Your task is to transcribe the entries exactly.

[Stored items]
****

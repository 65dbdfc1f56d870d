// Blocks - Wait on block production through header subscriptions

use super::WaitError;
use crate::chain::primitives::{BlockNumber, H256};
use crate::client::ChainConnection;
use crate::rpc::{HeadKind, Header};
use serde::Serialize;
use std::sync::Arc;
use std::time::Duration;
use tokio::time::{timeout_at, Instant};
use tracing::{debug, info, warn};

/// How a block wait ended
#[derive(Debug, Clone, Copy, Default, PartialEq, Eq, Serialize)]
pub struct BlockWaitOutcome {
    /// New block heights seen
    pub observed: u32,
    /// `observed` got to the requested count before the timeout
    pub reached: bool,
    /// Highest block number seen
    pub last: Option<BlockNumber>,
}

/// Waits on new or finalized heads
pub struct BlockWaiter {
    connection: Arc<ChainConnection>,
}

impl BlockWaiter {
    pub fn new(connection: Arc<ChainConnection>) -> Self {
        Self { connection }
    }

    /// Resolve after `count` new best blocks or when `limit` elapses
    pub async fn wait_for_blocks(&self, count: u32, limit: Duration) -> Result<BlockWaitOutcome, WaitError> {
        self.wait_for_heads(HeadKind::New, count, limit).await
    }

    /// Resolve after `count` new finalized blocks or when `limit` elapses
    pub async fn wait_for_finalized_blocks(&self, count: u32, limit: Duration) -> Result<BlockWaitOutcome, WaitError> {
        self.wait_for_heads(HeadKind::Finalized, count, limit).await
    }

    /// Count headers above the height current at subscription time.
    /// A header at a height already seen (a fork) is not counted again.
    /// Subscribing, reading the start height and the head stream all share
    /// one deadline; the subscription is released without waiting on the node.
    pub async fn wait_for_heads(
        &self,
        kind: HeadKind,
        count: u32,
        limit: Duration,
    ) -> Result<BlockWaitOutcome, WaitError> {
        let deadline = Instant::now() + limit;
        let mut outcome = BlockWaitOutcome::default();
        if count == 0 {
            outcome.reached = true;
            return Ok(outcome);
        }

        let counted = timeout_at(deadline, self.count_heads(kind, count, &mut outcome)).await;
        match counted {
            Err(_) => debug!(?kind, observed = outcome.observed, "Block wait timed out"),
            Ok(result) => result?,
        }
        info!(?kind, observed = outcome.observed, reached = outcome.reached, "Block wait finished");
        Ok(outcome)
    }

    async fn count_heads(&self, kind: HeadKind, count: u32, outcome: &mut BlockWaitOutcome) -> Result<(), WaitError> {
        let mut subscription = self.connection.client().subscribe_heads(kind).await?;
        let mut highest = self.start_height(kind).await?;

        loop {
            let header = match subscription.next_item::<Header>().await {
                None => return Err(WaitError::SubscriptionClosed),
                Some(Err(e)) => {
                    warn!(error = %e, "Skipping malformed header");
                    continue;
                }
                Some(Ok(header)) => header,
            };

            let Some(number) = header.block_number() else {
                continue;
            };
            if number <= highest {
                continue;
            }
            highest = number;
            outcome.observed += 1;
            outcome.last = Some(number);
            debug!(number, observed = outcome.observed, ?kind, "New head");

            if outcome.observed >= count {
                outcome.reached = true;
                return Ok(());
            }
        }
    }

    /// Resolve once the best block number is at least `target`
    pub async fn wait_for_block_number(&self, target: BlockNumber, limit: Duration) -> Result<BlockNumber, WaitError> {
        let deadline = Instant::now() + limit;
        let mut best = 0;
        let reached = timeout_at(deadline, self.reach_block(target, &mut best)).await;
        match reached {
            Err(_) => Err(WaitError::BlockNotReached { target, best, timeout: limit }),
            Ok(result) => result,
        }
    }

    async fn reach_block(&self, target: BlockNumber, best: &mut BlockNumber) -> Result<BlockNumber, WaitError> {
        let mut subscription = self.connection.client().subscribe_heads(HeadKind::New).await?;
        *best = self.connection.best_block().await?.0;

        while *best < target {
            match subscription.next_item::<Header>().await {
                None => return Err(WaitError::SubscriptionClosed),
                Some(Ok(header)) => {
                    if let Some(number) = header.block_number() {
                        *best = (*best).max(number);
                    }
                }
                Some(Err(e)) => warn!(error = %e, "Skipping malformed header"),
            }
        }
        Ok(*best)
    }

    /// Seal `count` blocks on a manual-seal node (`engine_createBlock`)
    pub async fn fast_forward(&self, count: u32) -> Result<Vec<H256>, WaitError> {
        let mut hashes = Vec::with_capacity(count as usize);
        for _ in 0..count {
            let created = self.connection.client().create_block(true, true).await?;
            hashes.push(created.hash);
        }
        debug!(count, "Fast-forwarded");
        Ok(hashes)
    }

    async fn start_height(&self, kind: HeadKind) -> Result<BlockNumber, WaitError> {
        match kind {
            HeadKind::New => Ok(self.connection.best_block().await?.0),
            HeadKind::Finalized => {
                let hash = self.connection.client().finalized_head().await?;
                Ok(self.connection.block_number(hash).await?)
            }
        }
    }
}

****

▶ **Answer to the exercise**
repository 65dbdfc1f56d870d
// Blocks - Wait on block production through header subscriptions

use super::WaitError;
use crate::chain::primitives::{BlockNumber, H256};
use crate::client::ChainConnection;
use crate::rpc::{HeadKind, Header};
use serde::Serialize;
use std::sync::Arc;
use std::time::Duration;
use tokio::time::{timeout_at, Instant};
use tracing::{debug, info, warn};

/// How a block wait ended
#[derive(Debug, Clone, Copy, Default, PartialEq, Eq, Serialize)]
pub struct BlockWaitOutcome {
    /// New block heights seen
    pub observed: u32,
    /// `observed` got to the requested count before the timeout
    pub reached: bool,
    /// Highest block number seen
    pub last: Option<BlockNumber>,
}

/// Waits on new or finalized heads
pub struct BlockWaiter {
    connection: Arc<ChainConnection>,
}

impl BlockWaiter {
    pub fn new(connection: Arc<ChainConnection>) -> Self {
        Self { connection }
    }

    /// Resolve after `count` new best blocks or when `limit` elapses
    pub async fn wait_for_blocks(&self, count: u32, limit: Duration) -> Result<BlockWaitOutcome, WaitError> {
        self.wait_for_heads(HeadKind::New, count, limit).await
    }

    /// Resolve after `count` new finalized blocks or when `limit` elapses
    pub async fn wait_for_finalized_blocks(&self, count: u32, limit: Duration) -> Result<BlockWaitOutcome, WaitError> {
        self.wait_for_heads(HeadKind::Finalized, count, limit).await
    }

    /// Count headers above the height current at subscription time.
    /// A header at a height already seen (a fork) is not counted again.
    /// Subscribing, reading the start height and the head stream all share
    /// one deadline; the subscription is released without waiting on the node.
    pub async fn wait_for_heads(
        &self,
        kind: HeadKind,
        count: u32,
        limit: Duration,
    ) -> Result<BlockWaitOutcome, WaitError> {
        let deadline = Instant::now() + limit;
        let mut outcome = BlockWaitOutcome::default();
        if count == 0 {
            outcome.reached = true;
            return Ok(outcome);
        }

        let counted = timeout_at(deadline, self.count_heads(kind, count, &mut outcome)).await;
        match counted {
            Err(_) => debug!(?kind, observed = outcome.observed, "Block wait timed out"),
            Ok(result) => result?,
        }
        info!(?kind, observed = outcome.observed, reached = outcome.reached, "Block wait finished");
        Ok(outcome)
    }

    async fn count_heads(&self, kind: HeadKind, count: u32, outcome: &mut BlockWaitOutcome) -> Result<(), WaitError> {
        let mut subscription = self.connection.client().subscribe_heads(kind).await?;
        let mut highest = self.start_height(kind).await?;

        loop {
            let header = match subscription.next_item::<Header>().await {
                None => return Err(WaitError::SubscriptionClosed),
                Some(Err(e)) => {
                    warn!(error = %e, "Skipping malformed header");
                    continue;
                }
                Some(Ok(header)) => header,
            };

            let Some(number) = header.block_number() else {
                continue;
            };
            if number <= highest {
                continue;
            }
            highest = number;
            outcome.observed += 1;
            outcome.last = Some(number);
            debug!(number, observed = outcome.observed, ?kind, "New head");

            if outcome.observed >= count {
                outcome.reached = true;
                return Ok(());
            }
        }
    }

    /// Resolve once the best block number is at least `target`
    pub async fn wait_for_block_number(&self, target: BlockNumber, limit: Duration) -> Result<BlockNumber, WaitError> {
        let deadline = Instant::now() + limit;
        let mut best = 0;
        let reached = timeout_at(deadline, self.reach_block(target, &mut best)).await;
        match reached {
            Err(_) => Err(WaitError::BlockNotReached { target, best, timeout: limit }),
            Ok(result) => result,
        }
    }

    async fn reach_block(&self, target: BlockNumber, best: &mut BlockNumber) -> Result<BlockNumber, WaitError> {
        let mut subscription = self.connection.client().subscribe_heads(HeadKind::New).await?;
        *best = self.connection.best_block().await?.0;

        while *best < target {
            match subscription.next_item::<Header>().await {
                None => return Err(WaitError::SubscriptionClosed),
                Some(Ok(header)) => {
                    if let Some(number) = header.block_number() {
                        *best = (*best).max(number);
                    }
                }
                Some(Err(e)) => warn!(error = %e, "Skipping malformed header"),
            }
        }
        Ok(*best)
    }

    /// Seal `count` blocks on a manual-seal node (`engine_createBlock`)
    pub async fn fast_forward(&self, count: u32) -> Result<Vec<H256>, WaitError> {
        let mut hashes = Vec::with_capacity(count as usize);
        for _ in 0..count {
            let created = self.connection.client().create_block(true, true).await?;
            hashes.push(created.hash);
        }
        debug!(count, "Fast-forwarded");
        Ok(hashes)
    }

    async fn start_height(&self, kind: HeadKind) -> Result<BlockNumber, WaitError> {
        match kind {
            HeadKind::New => Ok(self.connection.best_block().await?.0),
            HeadKind::Finalized => {
                let hash = self.connection.client().finalized_head().await?;
                Ok(self.connection.block_number(hash).await?)
            }
        }
    }
}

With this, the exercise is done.